A RTP, reconheça-se, melhorou. Fez um esforço. E afastou-se da vertigem de rangelização a que, num momento negro, quase pareceu sucumbir.

Mas o problema é que a diferença já não reverte o caminho. O povo está contente com o que tem. Embrutecido por uma televisão que puxa para baixo.

Homens, mulheres, crianças, de norte a sul do país, habituaram-se à degradação e, agora, reconhecem-se no que vêem. Acriticamente. A televisão ‘made in Portugal’ não forma, não educa, não informa, não esclarece, não ensina. No melhor de que é capaz, apenas ajuda a passar o tempo. Num país em que seria decisivo estimular a sensibilidade à cultura e fomentar a capacidade de opinião, a televisão não acrescenta. O que é, absolutamente, devastador.

O fenómeno tem, aliás, uma dificuldade própria. Saber destrinçar o que é, aqui, causa e efeito.

A televisão é o que é por assunção esclarecida e incondicionada de um certo modelo? Ou a televisão é o que é por força de uma determinada interpretação do que se crê ser a apetência do público?

Por decorrência, no fundo, é a televisão que faz o espectador? Ou é o espectador que faz a televisão?

Quando se trata de perscrutar o sentido profundo de um povo através da televisão que produz e consome, nada disto é despiciendo.

Porém, a complexidade é enorme. E o caso português bem pode ser exemplar. Não há dúvida de que a televisão - designadamente, esta televisão privada dos ‘reality shows’ e porcarias quejandas - cumpriu um papel importante na transformação social dos últimos anos. Este ambiente ‘light’, feito de moda, ‘glamour’,música, espectáculo e festa, teve, nas novas televisões, um veículo e uma referência. E a verdade é que algo mudou mesmo, da atitude de vida às manifestações concretas da orientação individual e comunitária - ninguém pára para questionar o sentido da evolução,mas todos convergem na certeza da mudança. Depois, com o tempo e a fidelização de padrões, o público telespectador passou a exigir mais. E a oferta moldou-se ao novo gosto. O que era mau evoluiu para muito pior. E, a cada novo dia, ameaça ainda superar-se.

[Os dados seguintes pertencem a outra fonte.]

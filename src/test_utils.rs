//! Helpers for building wire-format byte sequences by hand: a big-endian
//! patch-writer, class-word emission with the same tag arithmetic the
//! decoder uses, and a complete synthetic file for end-to-end tests.

use std::collections::HashMap;
use std::io::Write as _;

use flate2::write::ZlibEncoder;
use flate2::Compression;

use crate::core::{K_BYTE_COUNT_MASK, K_CLASS_MASK, K_NEW_CLASS_TAG};
use crate::streamer::element::type_code;
use crate::MAP_OFFSET;

/// Append-only big-endian writer with 32-bit backpatching, for length
/// fields that are only known once the record body is written.
#[derive(Debug, Default)]
pub struct Writer {
    buf: Vec<u8>,
}

impl Writer {
    pub fn new() -> Self {
        Writer::default()
    }

    pub fn len(&self) -> usize {
        self.buf.len()
    }

    pub fn is_empty(&self) -> bool {
        self.buf.is_empty()
    }

    pub fn into_vec(self) -> Vec<u8> {
        self.buf
    }

    pub fn raw(&mut self, bytes: &[u8]) {
        self.buf.extend_from_slice(bytes);
    }

    pub fn u8(&mut self, v: u8) {
        self.buf.push(v);
    }

    pub fn u16(&mut self, v: u16) {
        self.buf.extend_from_slice(&v.to_be_bytes());
    }

    pub fn u32(&mut self, v: u32) {
        self.buf.extend_from_slice(&v.to_be_bytes());
    }

    pub fn u64(&mut self, v: u64) {
        self.buf.extend_from_slice(&v.to_be_bytes());
    }

    pub fn i16(&mut self, v: i16) {
        self.buf.extend_from_slice(&v.to_be_bytes());
    }

    pub fn i32(&mut self, v: i32) {
        self.buf.extend_from_slice(&v.to_be_bytes());
    }

    pub fn i64(&mut self, v: i64) {
        self.buf.extend_from_slice(&v.to_be_bytes());
    }

    pub fn f32(&mut self, v: f32) {
        self.buf.extend_from_slice(&v.to_be_bytes());
    }

    pub fn f64(&mut self, v: f64) {
        self.buf.extend_from_slice(&v.to_be_bytes());
    }

    /// NUL-terminated string.
    pub fn cstring(&mut self, s: &str) {
        self.buf.extend_from_slice(s.as_bytes());
        self.buf.push(0);
    }

    /// Length-prefixed string with the 0xFF four-byte escape.
    pub fn tstring(&mut self, s: &str) {
        if s.len() >= 255 {
            self.buf.push(0xFF);
            self.u32(s.len() as u32);
        } else {
            self.buf.push(s.len() as u8);
        }
        self.buf.extend_from_slice(s.as_bytes());
    }

    pub fn placeholder_u32(&mut self) -> usize {
        let at = self.buf.len();
        self.u32(0);
        at
    }

    pub fn patch_u32(&mut self, at: usize, v: u32) {
        self.buf[at..at + 4].copy_from_slice(&v.to_be_bytes());
    }

    /// Write a `[byte count][version]` record envelope around `body`,
    /// backpatching the count once the body size is known.
    pub fn versioned(&mut self, version: u16, body: impl FnOnce(&mut Writer)) {
        let patch = self.placeholder_u32();
        self.u16(version);
        let start = self.len();
        body(self);
        let count = (self.len() - start) as u32 + 2;
        self.patch_u32(patch, K_BYTE_COUNT_MASK | count);
    }

    /// Base-object header: version word, unique id, status bits.
    pub fn tobject(&mut self) {
        self.u16(1);
        self.u32(0);
        self.u32(0x0300_0000);
    }

    /// Named-object layout as the decoder's TNamed reader expects it.
    pub fn tnamed(&mut self, name: &str, title: &str) {
        self.versioned(1, |w| {
            w.tobject();
            w.tstring(name);
            w.tstring(title);
        });
    }

    /// Emit a class word (new class, or a class reference for classes seen
    /// before) followed by the object body, mirroring the decoder's tag
    /// arithmetic so back-references can be computed by hand.
    pub fn object_any(
        &mut self,
        reg: &mut ClassReg,
        class: &str,
        body: impl FnOnce(&mut Writer, &mut ClassReg),
    ) {
        let patch = self.placeholder_u32();
        let startpos = self.len();
        match reg.tags.get(class) {
            Some(&tag) => self.u32(K_CLASS_MASK | tag),
            None => {
                self.u32(K_NEW_CLASS_TAG);
                self.cstring(class);
                reg.tags.insert(
                    class.to_string(),
                    reg.key_len as u32 + startpos as u32 + MAP_OFFSET as u32,
                );
            }
        }
        body(self, reg);
        let count = (self.len() - startpos) as u32;
        self.patch_u32(patch, K_BYTE_COUNT_MASK | count);
    }
}

/// Builder-side mirror of the class tag map: remembers under which tag each
/// class name was first emitted. `key_len` plays the record-tag-offset role.
#[derive(Debug)]
pub struct ClassReg {
    key_len: u16,
    tags: HashMap<String, u32>,
}

impl ClassReg {
    pub fn new(key_len: u16) -> Self {
        ClassReg {
            key_len,
            tags: HashMap::new(),
        }
    }
}

/// Wrap `payload` in a ZL compression envelope.
pub fn zl_envelope(payload: &[u8]) -> Vec<u8> {
    let mut enc = ZlibEncoder::new(Vec::new(), Compression::default());
    enc.write_all(payload).expect("in-memory write");
    let compressed = enc.finish().expect("in-memory write");
    let mut out = Vec::with_capacity(9 + compressed.len());
    out.extend_from_slice(b"ZL");
    out.push(8);
    let c = compressed.len() as u32;
    out.extend_from_slice(&[c as u8, (c >> 8) as u8, (c >> 16) as u8]);
    let u = payload.len() as u32;
    out.extend_from_slice(&[u as u8, (u >> 8) as u8, (u >> 16) as u8]);
    out.extend_from_slice(&compressed);
    out
}

/// Description of one basic-type member for the synthetic catalog.
#[derive(Debug, Clone)]
pub struct ElementSpec {
    pub name: &'static str,
    pub code: u32,
    pub type_name: &'static str,
    pub size: u32,
}

impl ElementSpec {
    pub fn basic(name: &'static str, code: u32, type_name: &'static str, size: u32) -> Self {
        ElementSpec {
            name,
            code,
            type_name,
            size,
        }
    }
}

/// Streamer-info payload describing a single class with basic-type members,
/// laid out exactly as the file-level catalog record is.
pub fn streamer_catalog_payload(
    key_len: u16,
    class_name: &str,
    class_version: u32,
    elements: &[ElementSpec],
) -> Vec<u8> {
    let mut w = Writer::new();
    let mut reg = ClassReg::new(key_len);
    w.versioned(5, |w| {
        w.tobject();
        w.tstring("");
        w.u32(1);
        w.object_any(&mut reg, "TStreamerInfo", |w, reg| {
            w.versioned(9, |w| {
                w.tnamed(class_name, "");
                w.u32(0x1234_5678); // checksum
                w.u32(class_version);
                w.object_any(reg, "TObjArray", |w, reg| {
                    w.versioned(3, |w| {
                        w.tobject();
                        w.tstring("");
                        w.u32(elements.len() as u32);
                        w.u32(0); // lower bound
                        for el in elements {
                            w.object_any(reg, "TStreamerBasicType", |w, _| {
                                w.versioned(2, |w| {
                                    w.versioned(4, |w| {
                                        w.tnamed(el.name, "");
                                        w.u32(el.code);
                                        w.u32(el.size);
                                        w.u32(0); // array length
                                        w.u32(0); // dimensions
                                        for _ in 0..5 {
                                            w.u32(0);
                                        }
                                        w.tstring(el.type_name);
                                    });
                                });
                            });
                        }
                    });
                });
            });
        });
        w.u8(0); // option string
    });
    w.into_vec()
}

fn key_len_for(class: &str, name: &str, title: &str) -> u16 {
    (26 + 1 + class.len() + 1 + name.len() + 1 + title.len()) as u16
}

fn tkey_bytes(
    nbytes: u32,
    obj_len: u32,
    cycle: u16,
    seek_key: u32,
    seek_pdir: u32,
    class: &str,
    name: &str,
    title: &str,
) -> Vec<u8> {
    let mut w = Writer::new();
    w.i32(nbytes as i32);
    w.i16(4); // key format version
    w.u32(obj_len);
    w.u32(0); // datime
    w.u16(key_len_for(class, name, title));
    w.u16(cycle);
    w.u32(seek_key);
    w.u32(seek_pdir);
    w.tstring(class);
    w.tstring(name);
    w.tstring(title);
    w.into_vec()
}

/// Values stored in the synthetic histogram; the end-to-end test asserts
/// them after the decode round trip.
pub const H1_FIELDS: &[(&str, f64)] = &[
    ("fNcells", 64.0),
    ("fDimension", 1.0),
    ("fEntries", 250.0),
    ("fXmin", -4.0),
    ("fXmax", 4.0),
    ("fSumw", 0.0),
    ("fSumw2", 0.0),
    ("fMaximum", 0.0),
    ("fMinimum", 0.0),
];

pub const H2_FIELDS: &[(&str, f64)] = &[
    ("fNcells", 12.0),
    ("fDimension", 1.0),
    ("fEntries", 42.0),
    ("fXmin", 0.0),
    ("fXmax", 6.0),
    ("fSumw", 0.0),
    ("fSumw2", 0.0),
    ("fMaximum", 0.0),
    ("fMinimum", 0.0),
];

fn h1i_payload(fields: &[(&str, f64)]) -> Vec<u8> {
    let mut w = Writer::new();
    w.versioned(2, |w| {
        for (name, value) in fields {
            match *name {
                "fNcells" | "fDimension" => w.i32(*value as i32),
                _ => w.f64(*value),
            }
        }
    });
    w.into_vec()
}

fn h1i_elements() -> Vec<ElementSpec> {
    H1_FIELDS
        .iter()
        .map(|&(name, _)| match name {
            "fNcells" | "fDimension" => ElementSpec::basic(name, type_code::INT, "Int_t", 4),
            _ => ElementSpec::basic(name, type_code::DOUBLE, "Double_t", 8),
        })
        .collect()
}

/// A complete small file: header, root directory with a histogram key and a
/// sub-directory holding a second histogram, a deflate-compressed object
/// payload each, and an uncompressed streamer-info record describing the
/// histogram class.
pub fn build_minimal_file() -> Vec<u8> {
    const BEGIN: u32 = 100;
    const NBYTES_NAME: u32 = 36;
    let dir_record_at = BEGIN + NBYTES_NAME;

    let h1_key_len = key_len_for("TH1I", "h1", "first histogram") as u32;
    let h1_plain = h1i_payload(H1_FIELDS);
    let h1_disk = zl_envelope(&h1_plain);
    let h1_obj_len = h1_plain.len() as u32;
    // the reader takes "stored smaller than declared" as the compression
    // marker, so the payload must actually shrink
    assert!(h1_disk.len() < h1_plain.len());
    let h1_nbytes = h1_key_len + h1_disk.len() as u32;

    let h2_key_len = key_len_for("TH1I", "h2", "") as u32;
    let h2_plain = h1i_payload(H2_FIELDS);
    let h2_disk = zl_envelope(&h2_plain);
    let h2_obj_len = h2_plain.len() as u32;
    assert!(h2_disk.len() < h2_plain.len());
    let h2_nbytes = h2_key_len + h2_disk.len() as u32;

    let subdir_key_len = key_len_for("TDirectory", "histos", "") as u32;
    let subdir_nbytes = subdir_key_len + 30;

    let sinfo_key_len = key_len_for("TList", "StreamerInfo", "Doubly linked list") as u32;
    let sinfo_payload = streamer_catalog_payload(sinfo_key_len as u16, "TH1I", 2, &h1i_elements());
    let sinfo_nbytes = sinfo_key_len + sinfo_payload.len() as u32;

    let keys2_header_len = key_len_for("TDirectory", "histos", "") as u32;
    let keys2_nbytes = keys2_header_len + 4 + h2_key_len;

    let keys_header_len = key_len_for("TFile", "minimal", "") as u32;
    let keys_nbytes = keys_header_len + 4 + h1_key_len + subdir_key_len;

    // record layout, in file order
    let h1_at = dir_record_at + 30;
    let h2_at = h1_at + h1_nbytes;
    let subdir_at = h2_at + h2_nbytes;
    let sinfo_at = subdir_at + subdir_nbytes;
    let keys2_at = sinfo_at + sinfo_nbytes;
    let keys_at = keys2_at + keys2_nbytes;
    let end = keys_at + keys_nbytes;

    let mut w = Writer::new();
    // file header
    w.raw(b"root");
    w.u32(61404); // format version
    w.u32(BEGIN);
    w.u32(end);
    w.u32(0); // seek free
    w.u32(0); // nbytes free
    w.u32(0); // n free records
    w.u32(NBYTES_NAME);
    w.u8(4); // pointer size
    w.u32(101); // compression setting
    w.u32(sinfo_at);
    w.u32(sinfo_nbytes);
    w.u16(1); // uuid version
    w.raw(&[0; 16]);
    while w.len() < BEGIN as usize + NBYTES_NAME as usize {
        w.u8(0);
    }
    // root directory record
    w.i16(5);
    w.u32(0); // creation time
    w.u32(0); // modification time
    w.i32(keys_nbytes as i32);
    w.i32(NBYTES_NAME as i32);
    w.u32(BEGIN);
    w.u32(0); // parent
    w.u32(keys_at);
    // h1 data record
    w.raw(&tkey_bytes(
        h1_nbytes,
        h1_obj_len,
        1,
        h1_at,
        BEGIN,
        "TH1I",
        "h1",
        "first histogram",
    ));
    w.raw(&h1_disk);
    // h2 data record
    w.raw(&tkey_bytes(
        h2_nbytes, h2_obj_len, 1, h2_at, BEGIN, "TH1I", "h2", "",
    ));
    w.raw(&h2_disk);
    // sub-directory record: key plus a directory body
    w.raw(&tkey_bytes(
        subdir_nbytes,
        30,
        1,
        subdir_at,
        BEGIN,
        "TDirectory",
        "histos",
        "",
    ));
    w.i16(5);
    w.u32(0);
    w.u32(0);
    w.i32(keys2_nbytes as i32);
    w.i32(0);
    w.u32(subdir_at);
    w.u32(BEGIN);
    w.u32(keys2_at);
    // streamer info record, stored uncompressed
    w.raw(&tkey_bytes(
        sinfo_nbytes,
        sinfo_payload.len() as u32,
        1,
        sinfo_at,
        BEGIN,
        "TList",
        "StreamerInfo",
        "Doubly linked list",
    ));
    w.raw(&sinfo_payload);
    // sub-directory key list
    w.raw(&tkey_bytes(
        keys2_nbytes,
        keys2_nbytes - keys2_header_len,
        1,
        keys2_at,
        subdir_at,
        "TDirectory",
        "histos",
        "",
    ));
    w.i32(1);
    w.raw(&tkey_bytes(
        h2_nbytes, h2_obj_len, 1, h2_at, BEGIN, "TH1I", "h2", "",
    ));
    // root key list
    w.raw(&tkey_bytes(
        keys_nbytes,
        keys_nbytes - keys_header_len,
        1,
        keys_at,
        BEGIN,
        "TFile",
        "minimal",
        "",
    ));
    w.i32(2);
    w.raw(&tkey_bytes(
        h1_nbytes,
        h1_obj_len,
        1,
        h1_at,
        BEGIN,
        "TH1I",
        "h1",
        "first histogram",
    ));
    w.raw(&tkey_bytes(
        subdir_nbytes,
        30,
        1,
        subdir_at,
        BEGIN,
        "TDirectory",
        "histos",
        "",
    ));
    let buf = w.into_vec();
    debug_assert_eq!(buf.len(), end as usize);
    buf
}
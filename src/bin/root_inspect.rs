use std::env;
use std::path::Path;
use std::process;

use rootfile::core::Directory;
use rootfile::{RootFile, Value};

fn print_value(value: &Value, indent: usize) {
    let pad = "  ".repeat(indent);
    match value {
        Value::Array(items) if items.len() > 8 => {
            println!("{}[{} elements]", pad, items.len())
        }
        Value::Array(items) => {
            for item in items {
                print_value(item, indent + 1);
            }
        }
        Value::Object(obj) => {
            println!("{}{} {{", pad, obj.type_name());
            for (name, val) in obj.fields() {
                print!("{}  {} = ", pad, name);
                match val {
                    Value::Object(_) | Value::Array(_) => {
                        println!();
                        print_value(val, indent + 2);
                    }
                    other => println!("{:?}", other),
                }
            }
            println!("{}}}", pad);
        }
        other => println!("{}{:?}", pad, other),
    }
}

fn print_directory(dir: &Directory, indent: usize) {
    let pad = "  ".repeat(indent);
    for key in &dir.keys {
        println!(
            "{}{};{}  {}  ({} -> {} bytes)  {}",
            pad,
            key.name,
            key.cycle,
            key.class_name,
            key.payload_len(),
            key.uncomp_len,
            key.title,
        );
    }
    for sub in &dir.dirs {
        println!("{}{}/", pad, sub.name);
        print_directory(sub, indent + 1);
    }
}

#[cfg(not(target_arch = "wasm32"))]
fn main() -> Result<(), Box<dyn std::error::Error>> {
    tracing_subscriber::fmt::init();

    let args: Vec<String> = env::args().collect();
    if args.len() < 2 {
        eprintln!("usage: root_inspect <file.root> [object[;cycle]]");
        process::exit(2);
    }
    let file = RootFile::open(Path::new(&args[1]))?;
    let hdr = file.header();
    println!(
        "format version {}, compression {}, uuid {}",
        hdr.version, hdr.compression, hdr.uuid
    );
    println!("keys:");
    print_directory(file.root_directory(), 1);
    println!("streamer catalog: {} classes", file.streamer_catalog().len());

    if let Some(spec) = args.get(2) {
        let (name, cycle) = match spec.split_once(';') {
            Some((n, c)) => (n, c.parse()?),
            None => (spec.as_str(), 1),
        };
        let decoded = file.read_object(name, cycle)?;
        for warning in &decoded.warnings {
            eprintln!(
                "warning: byte count mismatch in {} (expected {}, read {})",
                warning.context, warning.expected, warning.actual
            );
        }
        print_value(&Value::Object(decoded.obj), 0);
    }
    Ok(())
}

// dummy main for wasm
#[cfg(target_arch = "wasm32")]
fn main() {}
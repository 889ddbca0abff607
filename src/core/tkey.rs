use nom::bytes::complete::{tag, take};
use nom::combinator::map;
use nom::number::complete::{be_i16, be_i32, be_u128, be_u16, be_u32, be_u64, be_u8};
use nom::IResult;
use uuid::Uuid;

use crate::core::error::DecodeError;

/// Size of the serialized file header in bytes (the 64-bit layout; the
/// 32-bit one is shorter and parsing stops early).
pub const FILE_HEADER_SIZE: u64 = 75;

/// Maximal size of a serialized directory record (64-bit seek pointers).
pub const DIRECTORY_RECORD_MAX_SIZE: u64 = 42;

/// Records whose end crosses this offset switch to 8-byte seek pointers.
/// The decision is per record, not per file.
const LARGE_RECORD_THRESHOLD: u64 = 2 * 1024 * 1024 * 1024;

/// The fixed-layout header at offset 0 of every file.
#[derive(Debug, Clone, PartialEq, Eq)]
pub struct FileHeader {
    pub version: i32,
    pub begin: i32,
    pub end: u64,
    pub seek_free: u64,
    pub nbytes_free: i32,
    pub n_free: i32,
    pub nbytes_name: i32,
    pub pointer_size: u8,
    pub compression: i32,
    pub seek_info: u64,
    pub nbytes_info: i32,
    pub uuid: Uuid,
    /// Where the root directory record starts: past the file's own name
    /// block at `begin`.
    pub seek_dir: u64,
}

/// One directory entry: where a named, typed, possibly compressed payload
/// lives and how big it is on disk and decoded.
#[derive(Debug, Clone, PartialEq, Eq)]
pub struct TKey {
    /// On-disk size of the whole record, key header included.
    pub total_size: u32,
    pub version: u16,
    /// Decoded payload size.
    pub uncomp_len: u32,
    pub datime: u32,
    /// Size of the key header; the payload follows it.
    pub key_len: u16,
    /// Versioning counter; several keys may share a name.
    pub cycle: u16,
    /// Absolute offset of the record (its own position, as a consistency
    /// anchor).
    pub seek_key: u64,
    /// Absolute offset of the owning directory's record.
    pub seek_pdir: u64,
    pub class_name: String,
    pub name: String,
    pub title: String,
}

impl TKey {
    /// Absolute offset of the payload bytes.
    pub fn data_offset(&self) -> u64 {
        self.seek_key + self.key_len as u64
    }

    /// On-disk payload size.
    pub fn payload_len(&self) -> u32 {
        self.total_size - self.key_len as u32
    }

    /// A payload stored smaller than its decoded size went through the
    /// compression envelope.
    pub fn is_compressed(&self) -> bool {
        self.uncomp_len > self.payload_len()
    }
}

/// Directory body as serialized in the file: creation info, the size and
/// position of its key list, and the seek chain to its parent.
#[derive(Debug, Clone, PartialEq, Eq)]
pub struct DirectoryRecord {
    pub version: i16,
    pub c_time: u32,
    pub m_time: u32,
    pub nbytes_keys: i32,
    pub nbytes_name: i32,
    pub seek_dir: u64,
    pub seek_parent: u64,
    pub seek_keys: u64,
}

/// Parse the opening bytes of a file.
pub fn file_header(i: &[u8]) -> IResult<&[u8], FileHeader> {
    fn version_dep_int(i: &[u8], is_64_bit: bool) -> IResult<&[u8], u64> {
        if is_64_bit {
            be_u64(i)
        } else {
            let (i, v) = be_u32(i)?;
            Ok((i, v as u64))
        }
    }
    let (i, _) = tag("root")(i)?;
    let (i, version) = be_i32(i)?;
    let is_64_bit = version >= 1_000_000;
    let (i, begin) = be_i32(i)?;
    let (i, end) = version_dep_int(i, is_64_bit)?;
    let (i, seek_free) = version_dep_int(i, is_64_bit)?;
    let (i, nbytes_free) = be_i32(i)?;
    let (i, n_free) = be_i32(i)?;
    let (i, nbytes_name) = be_i32(i)?;
    let (i, pointer_size) = be_u8(i)?;
    let (i, compression) = be_i32(i)?;
    let (i, seek_info) = version_dep_int(i, is_64_bit)?;
    let (i, nbytes_info) = be_i32(i)?;
    let (i, _uuid_version) = be_u16(i)?;
    let (i, uuid) = be_u128(i)?;

    let uuid = Uuid::from_u128(uuid);
    let seek_dir = (begin + nbytes_name) as u64;
    Ok((
        i,
        FileHeader {
            version,
            begin,
            end,
            seek_free,
            nbytes_free,
            n_free,
            nbytes_name,
            pointer_size,
            compression,
            seek_info,
            nbytes_info,
            uuid,
            seek_dir,
        },
    ))
}

/// Seek pointer whose width depends on the record version.
fn versioned_pointer(i: &[u8], version: i16) -> IResult<&[u8], u64> {
    if version > 1000 {
        be_u64(i)
    } else {
        map(be_u32, u64::from)(i)
    }
}

/// Parse a directory record (the root directory's, or the payload of a
/// directory key).
pub fn directory_record(i: &[u8]) -> IResult<&[u8], DirectoryRecord> {
    let (i, version) = be_i16(i)?;
    let (i, c_time) = be_u32(i)?;
    let (i, m_time) = be_u32(i)?;
    let (i, nbytes_keys) = be_i32(i)?;
    let (i, nbytes_name) = be_i32(i)?;
    let (i, seek_dir) = versioned_pointer(i, version)?;
    let (i, seek_parent) = versioned_pointer(i, version)?;
    let (i, seek_keys) = versioned_pointer(i, version)?;
    Ok((
        i,
        DirectoryRecord {
            version,
            c_time,
            m_time,
            nbytes_keys,
            nbytes_name,
            seek_dir,
            seek_parent,
            seek_keys,
        },
    ))
}

/// Length-prefixed string with the 0xFF four-byte escape; a leading NUL in
/// the content means the empty string.
pub fn tstring(i: &[u8]) -> IResult<&[u8], String> {
    let (i, len) = be_u8(i)?;
    let (i, len) = if len == 0xFF {
        be_u32(i)?
    } else {
        (i, len as u32)
    };
    let (i, bytes) = take(len)(i)?;
    let s = if bytes.first() == Some(&0) {
        String::new()
    } else {
        String::from_utf8_lossy(bytes).into_owned()
    };
    Ok((i, s))
}

/// Parse one key at absolute file offset `seek`; the offset feeds the
/// large-record pointer-width decision.
pub fn tkey(i: &[u8], seek: u64) -> IResult<&[u8], TKey> {
    let (i, nbytes) = be_i32(i)?;
    let total_size = nbytes.unsigned_abs();
    let (i, version) = be_u16(i)?;
    let (i, uncomp_len) = be_u32(i)?;
    let (i, datime) = be_u32(i)?;
    let (i, key_len) = be_u16(i)?;
    let (i, cycle) = be_u16(i)?;
    let large = seek + total_size as u64 > LARGE_RECORD_THRESHOLD;
    let (i, seek_key) = if large {
        be_u64(i)?
    } else {
        map(be_u32, u64::from)(i)?
    };
    let (i, seek_pdir) = if large {
        be_u64(i)?
    } else {
        map(be_u32, u64::from)(i)?
    };
    let (i, class_name) = tstring(i)?;
    let (i, name) = tstring(i)?;
    let (i, title) = tstring(i)?;
    Ok((
        i,
        TKey {
            total_size,
            version,
            uncomp_len,
            datime,
            key_len,
            cycle,
            seek_key,
            seek_pdir,
            class_name,
            name,
            title,
        },
    ))
}

/// Non-combinator entry point for callers that walk buffers by offset.
pub(crate) fn parse_tkey(buf: &[u8], seek: u64) -> Result<TKey, DecodeError> {
    match tkey(buf, seek) {
        Ok((_rest, key)) => Ok(key),
        Err(_) => Err(DecodeError::TruncatedBuffer {
            offset: 0,
            len: buf.len(),
        }),
    }
}

#[cfg(test)]
mod tests {
    use super::*;
    use crate::test_utils::Writer;

    fn key_bytes(seek_width_64: bool) -> Vec<u8> {
        let mut w = Writer::new();
        w.i32(200);
        w.u16(4);
        w.u32(500);
        w.u32(0);
        w.u16(60);
        w.u16(2);
        if seek_width_64 {
            w.u64(3_000_000_000);
            w.u64(100);
        } else {
            w.u32(400);
            w.u32(100);
        }
        w.tstring("TH1D");
        w.tstring("spectrum");
        w.tstring("fit input");
        w.into_vec()
    }

    #[test]
    fn small_key_parses() {
        let buf = key_bytes(false);
        let (_rest, key) = tkey(&buf, 400).unwrap();
        assert_eq!(key.total_size, 200);
        assert_eq!(key.uncomp_len, 500);
        assert_eq!(key.key_len, 60);
        assert_eq!(key.cycle, 2);
        assert_eq!(key.seek_key, 400);
        assert_eq!(key.class_name, "TH1D");
        assert_eq!(key.name, "spectrum");
        assert_eq!(key.title, "fit input");
        assert!(key.is_compressed());
        assert_eq!(key.data_offset(), 460);
    }

    #[test]
    fn keys_past_two_gib_use_wide_pointers() {
        let buf = key_bytes(true);
        let (_rest, key) = tkey(&buf, 3_000_000_000).unwrap();
        assert_eq!(key.seek_key, 3_000_000_000);
        assert_eq!(key.seek_pdir, 100);
    }

    #[test]
    fn negative_record_length_is_taken_absolute() {
        let mut buf = key_bytes(false);
        buf[..4].copy_from_slice(&(-200i32).to_be_bytes());
        let (_rest, key) = tkey(&buf, 400).unwrap();
        assert_eq!(key.total_size, 200);
    }

    #[test]
    fn header_and_directory_round_trip() {
        let file = crate::test_utils::build_minimal_file();
        let (_rest, hdr) = file_header(&file).unwrap();
        assert_eq!(hdr.begin, 100);
        assert_eq!(hdr.seek_dir, 136);
        assert!(hdr.seek_info > 0);
        assert_eq!(hdr.uuid, Uuid::nil());
        let (_rest, dir) = directory_record(&file[hdr.seek_dir as usize..]).unwrap();
        assert_eq!(dir.version, 5);
        assert!(dir.seek_keys > hdr.seek_info);
        assert!(dir.nbytes_keys > 0);
    }
}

Ora, a angústia torna-se inevitável: já ninguém pode assegurar que deva ser este o modelo, como já ninguém garante que o povo prefira assim. Aliás, a razão e a vontade deixaram de ter qualquer alcance útil. A realidade televisiva anda por si e auto-justifica-se.

Sobre a essência do país que somos fala, afinal, a resignação. Ou, talvez, antes dela, a própria inconsciência das coisas. Tão verdadeiras a propósito da televisão como de tantas outras premências.

Talvez por isso, nestes tempos de primária exaltação de Aljubarrota, ninguém se detenha no facto de RTP, SIC e TVI transmitirem, em directo, o casamento de D.Filipe de Borbón y Grécia, Príncipe das Astúrias.